El found footage, o metraje encontrado, es un subgénero del cine de terror en el que alguien tropieza con imágenes perdidas, a menudo documentales y tomadas por algún aficionado, que le van revelando una historia desconocida y horrible. No es un género nuevo; el recurso a las cartas o libros encontrados es tan antiguo como la historia de la literatura, y, en el cine, Holocausto caníbal ya utilizó esta convención dos décadas antes que El proyecto de la bruja de Blair y la popularización de las cámaras de vídeo doméstico desataran una fiebre por él. El último ejemplo es Archivo 81 (Netflix), que no les voy a destripar, pero del que les diré que, si les gusta pasar miedo, disfrutarán, a cuenta del trabajo de un archivista encargado de restaurar una serie de cintas de vídeo quemadas en un incendio.

Pero en la realidad a veces el terror no reside en lo que vemos, sino en la forma que delimita aquello que permanece invisible. Igual que en las famosas siluetas de las víctimas dejadas por la bomba de Hiroshima, los archivos se pierden por falta de mantenimiento, o porque alguien decide intencionadamente destruirlos, un fenómeno que la ONU ha bautizado como ‘memoricidio’, y que en la antigüedad era aquel ‘damnatio memoriae’ que borraba a faraones y emperadores caídos en desgracia de los registros históricos.
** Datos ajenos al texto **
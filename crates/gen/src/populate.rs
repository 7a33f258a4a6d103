use delve_common::{EntityKind, PrefabHandle, Transform};
use delve_kernel::EntityData;
use glam::{Quat, Vec3};
use rand::Rng;
use std::f32::consts::TAU;
use std::ops::RangeInclusive;

use crate::dungeon::{Dungeon, Occupant, RoomId};

/// Uniform scale jitter applied to every spawned enemy.
pub const ENEMY_SCALE_JITTER: RangeInclusive<f32> = 0.8..=1.2;

#[derive(Debug, Clone, Copy, Default, PartialEq, Eq)]
pub struct PopulationStats {
    pub enemies: usize,
    pub treasures: usize,
}

/// Rolls independent enemy and treasure trials for every room.
#[derive(Debug, Clone)]
pub struct Populator {
    enemy_chance: f64,
    treasure_chance: f64,
    enemy_prefab: Option<PrefabHandle>,
    treasure_prefab: Option<PrefabHandle>,
}

impl Populator {
    /// Chances must lie in `[0, 1]`. A missing prefab disables its trial.
    pub fn new(
        enemy_chance: f64,
        treasure_chance: f64,
        enemy_prefab: Option<PrefabHandle>,
        treasure_prefab: Option<PrefabHandle>,
    ) -> Self {
        Self {
            enemy_chance,
            treasure_chance,
            enemy_prefab,
            treasure_prefab,
        }
    }

    pub fn populate(&self, dungeon: &mut Dungeon, rng: &mut impl Rng) -> PopulationStats {
        let mut stats = PopulationStats::default();
        for i in 0..dungeon.rooms.len() {
            let room = RoomId(i);
            if let Some(prefab) = self.enemy_prefab
                && rng.gen_bool(self.enemy_chance)
            {
                let transform = Transform::default()
                    .with_rotation(random_yaw(rng))
                    .with_uniform_scale(rng.gen_range(ENEMY_SCALE_JITTER));
                spawn_occupant(dungeon, room, EntityKind::Enemy, prefab, transform);
                stats.enemies += 1;
            }
            if let Some(prefab) = self.treasure_prefab
                && rng.gen_bool(self.treasure_chance)
            {
                let transform = Transform::default().with_rotation(random_yaw(rng));
                spawn_occupant(dungeon, room, EntityKind::Treasure, prefab, transform);
                stats.treasures += 1;
            }
        }
        tracing::debug!(
            enemies = stats.enemies,
            treasures = stats.treasures,
            "dungeon populated"
        );
        stats
    }
}

fn random_yaw(rng: &mut impl Rng) -> Quat {
    Quat::from_rotation_y(rng.gen_range(0.0..TAU))
}

fn spawn_occupant(
    dungeon: &mut Dungeon,
    room: RoomId,
    kind: EntityKind,
    prefab: PrefabHandle,
    transform: Transform,
) {
    let parent = dungeon.rooms[room.0].entity;
    let entity = dungeon.scene.spawn(
        EntityData::new(kind, transform)
            .with_parent(parent)
            .with_prefab(prefab),
    );
    dungeon.occupants.push(Occupant {
        room,
        kind,
        entity,
        transform,
    });
}

/// World position an occupant resolves to: its room's centre.
pub fn occupant_world_position(dungeon: &Dungeon, occupant: &Occupant) -> Option<Vec3> {
    dungeon
        .scene
        .world_transform(occupant.entity)
        .map(|t| t.position)
}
‘Memoricidio’ es lo que ocurrió en diciembre de 1978 cuando el entonces ministro del Interior, Rodolfo Martín Villa, decidió quemar los archivos policiales del franquismo, según cuenta en sus memorias La conquista de la transición (1960-1978), Óscar Alzaga, quien fuera diputado de UCD y opositor democristiano al régimen. Esta destrucción premeditada tuvo por objeto tanto eliminar los rastros de la vigilancia de la dictadura como los de la resistencia al mismo, confiando en que el tiempo ayudara a desdibujar responsabilidades. La jugada no le salió mal del todo a aquellos gerifaltes de la represión, quienes se reciclaron del ‘establishment’ franquista al democrático sin problemas. Sin embargo, su silueta se dibuja mediante la admisión de culpa implícita en esa quema. Los archivos -en este caso, los no encontrados- nos siguen hablando, y en su vacío nos cuentan viejas historias de terror.